At AHIMA20, Tom Mason, MD, chief medical officer at the Office of the National Coordinator for Health IT (ONC), joined Chantal Worzala, PhD, of Alazro Consulting, and Jennifer E. Mueller, MBA, RHIA, FACHE, FAHIMA, vice president and privacy officer, Wisconsin Hospital Association Information Center, on a panel discussion, “Bringing Together Clinical and Administrative Data,” on Wednesday, October 14.

AHIMA20 spoke with Dr. Mason about the ONC’s role in the initiative, standardization, and the challenges of data integration. This interview was edited for length and clarity.

AHIMA20: What is ONC’s role in the initiative to facilitate and standardize the integration of clinical and administrative data?

Tom Mason: The 21st Cures Act, which was signed into law December 2016, has a section focused on reducing clinician burden, which requires the Secretary of the Health and Human Services (HHS) to create a report for Congress.

The secretary delegated the authority to create the report to ONC in close partnership with Centers for Medicare and Medicaid Services (CMS). So we partnered with CMS to host a series of national listening sessions to get broad input on the current landscape of burdens related to the use of electronic health records (EHRs).

AHIMA20: What did you uncover during your listening sessions?

Tom Mason: One of the key areas of concern was prior authorization. We heard loud and clear that it was a significant burden to clinicians in terms of time and cost, because the majority of prior auths were completed using fax, phone, or paper-based mail.

Most physician offices had EHRs, but we investigated the underlying challenges related to prior auth from a standards-based perspective. One of the root causes of many prior auth challenges was a lack of clinical and administrative data integration.

We found that this lack of harmonized clinical and administrative data and standards leads to burdens like inefficient workflow. We discovered time- consuming, payer-specific requirements that providers need in order to deliver efficient care. There were technical barriers related to the different platforms that healthcare providers were using in terms of capturing clinical data, versus the platforms they were using for their practice management system. We were hearing about significant impacts on the quality of healthcare delivery and also a significant impact on patient safety.

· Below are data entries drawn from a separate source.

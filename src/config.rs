//! Runtime configuration for the synchronization engine.
//!
//! Every section has defaults, so a config file only needs to name what differs. The file is JSON
//! and is located through the `CHAIN_SYNC_CONFIG` environment variable.

use crate::provider::abi::{self, DecodeError};
use crate::transaction::FeeWeights;

use ethers::types::Address;
use serde::{Deserialize, Serialize};
use std::path::{Path, PathBuf};
use tracing::info;

/// Environment variable naming the JSON config file.
pub const CONFIG_ENV: &str = "CHAIN_SYNC_CONFIG";

const DEFAULT_EXTERNAL_GAP_LIMIT: usize = 10;
const DEFAULT_INTERNAL_GAP_LIMIT: usize = 5;
const DEFAULT_DUST_LIMIT: u64 = 546;
const DEFAULT_FETCH_DEBOUNCE_MS: u64 = 1_000;
const DEFAULT_VISIBILITY_RESYNC_SECS: u64 = 60;
const DEFAULT_BLOCK_STEP: u64 = 2_000;
const DEFAULT_EVM_CONFIRMATIONS: u64 = 12;
const DEFAULT_RELAY_LOOKBACK_BLOCKS: u64 = 60_000;
const DEFAULT_RELAY_BATCH_BLOCKS: u64 = 5_000;
const DEFAULT_RELAY_MAX_CANDIDATES: usize = 10;
const DEFAULT_RELAY_HEALTH_TIMEOUT_MS: u64 = 2_000;

#[derive(Debug, thiserror::Error)]
pub enum ConfigError {
	#[error("Failed to read config file {path:?}: {source}")]
	Io {
		path: PathBuf,
		#[source]
		source: std::io::Error,
	},

	#[error("Failed to parse config: {0}")]
	Parse(#[from] serde_json::Error),

	#[error("Invalid config: {0}")]
	Invalid(String),
}

/// Top-level configuration.
#[derive(Clone, Debug, Default, Serialize, Deserialize, PartialEq, Eq)]
#[serde(default)]
pub struct WalletSyncConfig {
	pub account: AccountConfig,
	pub utxo: UtxoSyncConfig,
	pub evm: EvmSyncConfig,
	pub relay: RelayConfig,
	pub storage: StorageConfig,
}

/// The account being synchronized and the addresses exported for it.
#[derive(Clone, Debug, Serialize, Deserialize, PartialEq, Eq)]
#[serde(default)]
pub struct AccountConfig {
	pub id: String,
	/// Receiving addresses exported by the signer, in derivation order.
	pub external_addresses: Vec<String>,
	/// Change addresses exported by the signer, in derivation order.
	pub internal_addresses: Vec<String>,
	/// Leading external addresses already tracked before this run.
	pub known_external: usize,
	pub known_internal: usize,
	/// EVM owner address; token scanning is idle without one.
	pub evm_address: Option<String>,
}

impl Default for AccountConfig {
	fn default() -> Self {
		Self {
			id: "default".to_string(),
			external_addresses: Vec::new(),
			internal_addresses: Vec::new(),
			known_external: 0,
			known_internal: 0,
			evm_address: None,
		}
	}
}

impl AccountConfig {
	/// Addresses tracked from the start, per role.
	pub fn tracked(&self) -> (Vec<String>, Vec<String>) {
		let take = |addresses: &[String], known: usize| {
			addresses.iter().take(known).cloned().collect::<Vec<_>>()
		};
		(
			take(&self.external_addresses, self.known_external),
			take(&self.internal_addresses, self.known_internal),
		)
	}
}

/// UTXO-chain discovery, history and spending parameters.
#[derive(Clone, Debug, Serialize, Deserialize, PartialEq, Eq)]
#[serde(default)]
pub struct UtxoSyncConfig {
	/// GraphQL HTTP endpoint of the indexer.
	pub indexer_url: String,
	/// GraphQL WebSocket endpoint of the indexer.
	pub indexer_ws_url: String,
	/// Consecutive unused receiving addresses that end discovery.
	pub external_gap_limit: usize,
	/// Consecutive unused change addresses that end discovery.
	pub internal_gap_limit: usize,
	pub dust_limit: u64,
	pub fee_weights: FeeWeights,
	/// Depth at which indexer transactions count as confirmed.
	pub min_confirmations: u64,
	/// Delay before a finished fetch stops counting as in flight.
	pub fetch_debounce_ms: u64,
	/// Hidden period after which becoming visible forces a resync.
	pub visibility_resync_secs: u64,
}

impl Default for UtxoSyncConfig {
	fn default() -> Self {
		Self {
			indexer_url: "http://localhost:8088/api/v1/graphql".to_string(),
			indexer_ws_url: "ws://localhost:8088/api/v1/graphql/ws".to_string(),
			external_gap_limit: DEFAULT_EXTERNAL_GAP_LIMIT,
			internal_gap_limit: DEFAULT_INTERNAL_GAP_LIMIT,
			dust_limit: DEFAULT_DUST_LIMIT,
			fee_weights: FeeWeights::default(),
			min_confirmations: 1,
			fetch_debounce_ms: DEFAULT_FETCH_DEBOUNCE_MS,
			visibility_resync_secs: DEFAULT_VISIBILITY_RESYNC_SECS,
		}
	}
}

/// Per-token ledger settings.
#[derive(Clone, Debug, Default, Serialize, Deserialize, PartialEq, Eq)]
#[serde(default)]
pub struct TokenConfig {
	/// ERC-20 contract address.
	pub address: String,
	pub symbol: String,
	/// Lowest block worth scanning, usually the token deployment block.
	pub earliest_scan_height: u64,
	/// DEX pools and similar addresses whose incoming transfers are fees.
	pub fee_sinks: Vec<String>,
	/// Pre-upgrade transfer contracts; transfers to them are fees as well.
	pub legacy_contracts: Vec<String>,
}

impl TokenConfig {
	/// Fee sinks and legacy contracts.
	pub fn fee_sink_addresses(&self) -> Result<Vec<Address>, DecodeError> {
		self.fee_sinks
			.iter()
			.chain(self.legacy_contracts.iter())
			.map(|address| abi::parse_address(address))
			.collect()
	}
}

/// EVM ledger scanning parameters.
#[derive(Clone, Debug, Serialize, Deserialize, PartialEq, Eq)]
#[serde(default)]
pub struct EvmSyncConfig {
	pub rpc_url: String,
	pub rpc_timeout_secs: u64,
	/// Width of one backward log-query window.
	pub block_step: u64,
	/// Depth at which a mined transfer is final.
	pub confirmations: u64,
	/// Meta-transaction transfer contract.
	pub transfer_contract: String,
	/// Signature of the transfer contract's nonce getter.
	pub nonce_method: String,
	pub htlc_contract: String,
	/// Swap/conversion contracts that pay out the native token.
	pub swap_contracts: Vec<String>,
	/// Token paid out by swap contracts.
	pub native_token: String,
	pub tokens: Vec<TokenConfig>,
}

impl Default for EvmSyncConfig {
	fn default() -> Self {
		Self {
			rpc_url: "http://localhost:8545".to_string(),
			rpc_timeout_secs: 15,
			block_step: DEFAULT_BLOCK_STEP,
			confirmations: DEFAULT_EVM_CONFIRMATIONS,
			transfer_contract: String::new(),
			nonce_method: "getNonce(address)".to_string(),
			htlc_contract: String::new(),
			swap_contracts: Vec::new(),
			native_token: String::new(),
			tokens: Vec::new(),
		}
	}
}

/// Gasless relay discovery and acceptance limits.
#[derive(Clone, Debug, Serialize, Deserialize, PartialEq, Eq)]
#[serde(default)]
pub struct RelayConfig {
	/// Contract emitting `RelayServerRegistered`.
	pub relay_hub: String,
	pub lookback_blocks: u64,
	pub batch_blocks: u64,
	pub max_candidates: usize,
	pub health_timeout_ms: u64,
	/// Highest acceptable percentage fee.
	pub max_pct_fee: u128,
	/// Highest acceptable base fee, in wei.
	pub max_base_fee: u128,
	/// Network id relays must report.
	pub network_id: String,
	/// Required prefix of the relay's protocol version.
	pub version_prefix: String,
	/// Minimum acceptance budget a relay must advertise.
	pub min_acceptance_budget: u128,
}

impl Default for RelayConfig {
	fn default() -> Self {
		Self {
			relay_hub: String::new(),
			lookback_blocks: DEFAULT_RELAY_LOOKBACK_BLOCKS,
			batch_blocks: DEFAULT_RELAY_BATCH_BLOCKS,
			max_candidates: DEFAULT_RELAY_MAX_CANDIDATES,
			health_timeout_ms: DEFAULT_RELAY_HEALTH_TIMEOUT_MS,
			max_pct_fee: 70,
			max_base_fee: 0,
			network_id: "1".to_string(),
			version_prefix: "2.".to_string(),
			min_acceptance_budget: 0,
		}
	}
}

/// Where synchronized state is kept.
#[derive(Clone, Debug, Serialize, Deserialize, PartialEq, Eq)]
#[serde(default)]
pub struct StorageConfig {
	pub data_dir: PathBuf,
	pub enable_persistence: bool,
}

impl Default for StorageConfig {
	fn default() -> Self {
		Self {
			data_dir: PathBuf::from("./data/sync"),
			enable_persistence: true,
		}
	}
}

impl WalletSyncConfig {
	/// Load from the file named by `CHAIN_SYNC_CONFIG`, or defaults when it is unset.
	pub fn load() -> Result<Self, ConfigError> {
		match std::env::var_os(CONFIG_ENV) {
			Some(path) => Self::from_file(Path::new(&path)),
			None => {
				info!("{} not set, using default configuration", CONFIG_ENV);
				let config = Self::default();
				config.validate()?;
				Ok(config)
			}
		}
	}

	pub fn from_file(path: &Path) -> Result<Self, ConfigError> {
		let content = std::fs::read_to_string(path).map_err(|source| ConfigError::Io {
			path: path.to_path_buf(),
			source,
		})?;
		let config: Self = serde_json::from_str(&content)?;
		config.validate()?;
		info!("Loaded configuration from {:?}", path);
		Ok(config)
	}

	pub fn validate(&self) -> Result<(), ConfigError> {
		if self.utxo.external_gap_limit == 0 || self.utxo.internal_gap_limit == 0 {
			return Err(ConfigError::Invalid(
				"gap limits must be greater than zero".to_string(),
			));
		}
		if self.account.id.is_empty() {
			return Err(ConfigError::Invalid("account.id must not be empty".to_string()));
		}
		if self.account.known_external > self.account.external_addresses.len()
			|| self.account.known_internal > self.account.internal_addresses.len()
		{
			return Err(ConfigError::Invalid(
				"account knows more addresses than it exports".to_string(),
			));
		}
		if self.evm.block_step == 0 {
			return Err(ConfigError::Invalid(
				"evm.block_step must be greater than zero".to_string(),
			));
		}
		if self.relay.batch_blocks == 0 {
			return Err(ConfigError::Invalid(
				"relay.batch_blocks must be greater than zero".to_string(),
			));
		}
		for token in &self.evm.tokens {
			if token.address.is_empty() {
				return Err(ConfigError::Invalid(format!(
					"token {:?} has no contract address",
					token.symbol
				)));
			}
			check_address("token address", &token.address)?;
			token.fee_sink_addresses().map_err(invalid_address)?;
		}

		let optional = [
			("evm.transfer_contract", &self.evm.transfer_contract),
			("evm.htlc_contract", &self.evm.htlc_contract),
			("evm.native_token", &self.evm.native_token),
			("relay.relay_hub", &self.relay.relay_hub),
		];
		for (name, address) in optional {
			if !address.is_empty() {
				check_address(name, address)?;
			}
		}
		for address in &self.evm.swap_contracts {
			check_address("evm.swap_contracts", address)?;
		}
		if let Some(address) = &self.account.evm_address {
			check_address("account.evm_address", address)?;
		}
		Ok(())
	}
}

fn invalid_address(error: DecodeError) -> ConfigError {
	ConfigError::Invalid(error.to_string())
}

fn check_address(name: &str, address: &str) -> Result<(), ConfigError> {
	abi::parse_address(address)
		.map(|_| ())
		.map_err(|e| ConfigError::Invalid(format!("{name}: {e}")))
}

#[cfg(test)]
mod tests {
	use super::*;
	use std::io::Write;

	#[test]
	fn defaults_are_valid() {
		let config = WalletSyncConfig::default();
		assert!(config.validate().is_ok());
		assert_eq!(config.utxo.external_gap_limit, 10);
		assert_eq!(config.utxo.internal_gap_limit, 5);
		assert_eq!(config.utxo.dust_limit, 546);
	}

	#[test]
	fn partial_file_keeps_defaults() {
		let mut file = tempfile::NamedTempFile::new().unwrap();
		write!(
			file,
			r#"{{
				"evm": {{
					"block_step": 500,
					"tokens": [{{
						"address": "0x6666666666666666666666666666666666666666",
						"fee_sinks": ["0x2222222222222222222222222222222222222AbC"]
					}}]
				}}
			}}"#
		)
		.unwrap();

		let config = WalletSyncConfig::from_file(file.path()).unwrap();
		assert_eq!(config.evm.block_step, 500);
		assert_eq!(config.evm.confirmations, 12);
		assert_eq!(config.utxo.external_gap_limit, 10);
		assert_eq!(
			config.evm.tokens[0].fee_sink_addresses().unwrap(),
			vec![abi::parse_address("0x2222222222222222222222222222222222222abc").unwrap()]
		);
	}

	#[test]
	fn malformed_contract_addresses_are_rejected() {
		let mut config = WalletSyncConfig::default();
		config.evm.tokens.push(TokenConfig {
			address: "0x6666666666666666666666666666666666666666".to_string(),
			fee_sinks: vec!["0xPOOL".to_string()],
			..TokenConfig::default()
		});
		assert!(matches!(config.validate(), Err(ConfigError::Invalid(_))));

		let mut config = WalletSyncConfig::default();
		config.relay.relay_hub = "hub".to_string();
		assert!(matches!(config.validate(), Err(ConfigError::Invalid(_))));

		let mut config = WalletSyncConfig::default();
		config.account.evm_address = Some("0x1234".to_string());
		assert!(matches!(config.validate(), Err(ConfigError::Invalid(_))));
	}

	#[test]
	fn account_tracks_known_prefix() {
		let config: WalletSyncConfig = serde_json::from_str(
			r#"{
				"account": {
					"id": "alice",
					"external_addresses": ["e0", "e1", "e2"],
					"internal_addresses": ["i0"],
					"known_external": 2
				}
			}"#,
		)
		.unwrap();

		assert!(config.validate().is_ok());
		let (external, internal) = config.account.tracked();
		assert_eq!(external, vec!["e0", "e1"]);
		assert!(internal.is_empty());
		assert_eq!(config.account.evm_address, None);
	}

	#[test]
	fn knowing_unexported_addresses_is_rejected() {
		let mut config = WalletSyncConfig::default();
		config.account.known_internal = 1;
		assert!(matches!(config.validate(), Err(ConfigError::Invalid(_))));
	}

	#[test]
	fn zero_gap_limit_is_rejected() {
		let mut config = WalletSyncConfig::default();
		config.utxo.internal_gap_limit = 0;
		assert!(matches!(config.validate(), Err(ConfigError::Invalid(_))));
	}
}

I would say one of the most important things we found is that the clinical data needed for prior authorization, and the administrative data that’s needed run in two different data streams have different electronic standards for processing, transmitting, and storing the information.

We found that integrating clinical and administrative data something we should look into.

AHIMA20: What’s an example of the patient safety issues that can come up?

Mason: The American Medical Association an annual survey of 1,000 practicing physicians. Their most recent survey asked about the impact of prior authorization on patients.

One of the key findings was that 28 percent of respondents said prior auth had led to a serious adverse event with one of their patients. Prior auths also can lead to delays in care or treatment abandonment because the process can take so long and be so convoluted.

AHIMA20: What are the primary challenges of clinical and administrative integration?

Mason: A key part of HIPAA was the administrative simplification provisions. Those provisions were designed at the time to make healthcare delivery more effective by adopting administrative data standards for healthcare transactions between payers and providers.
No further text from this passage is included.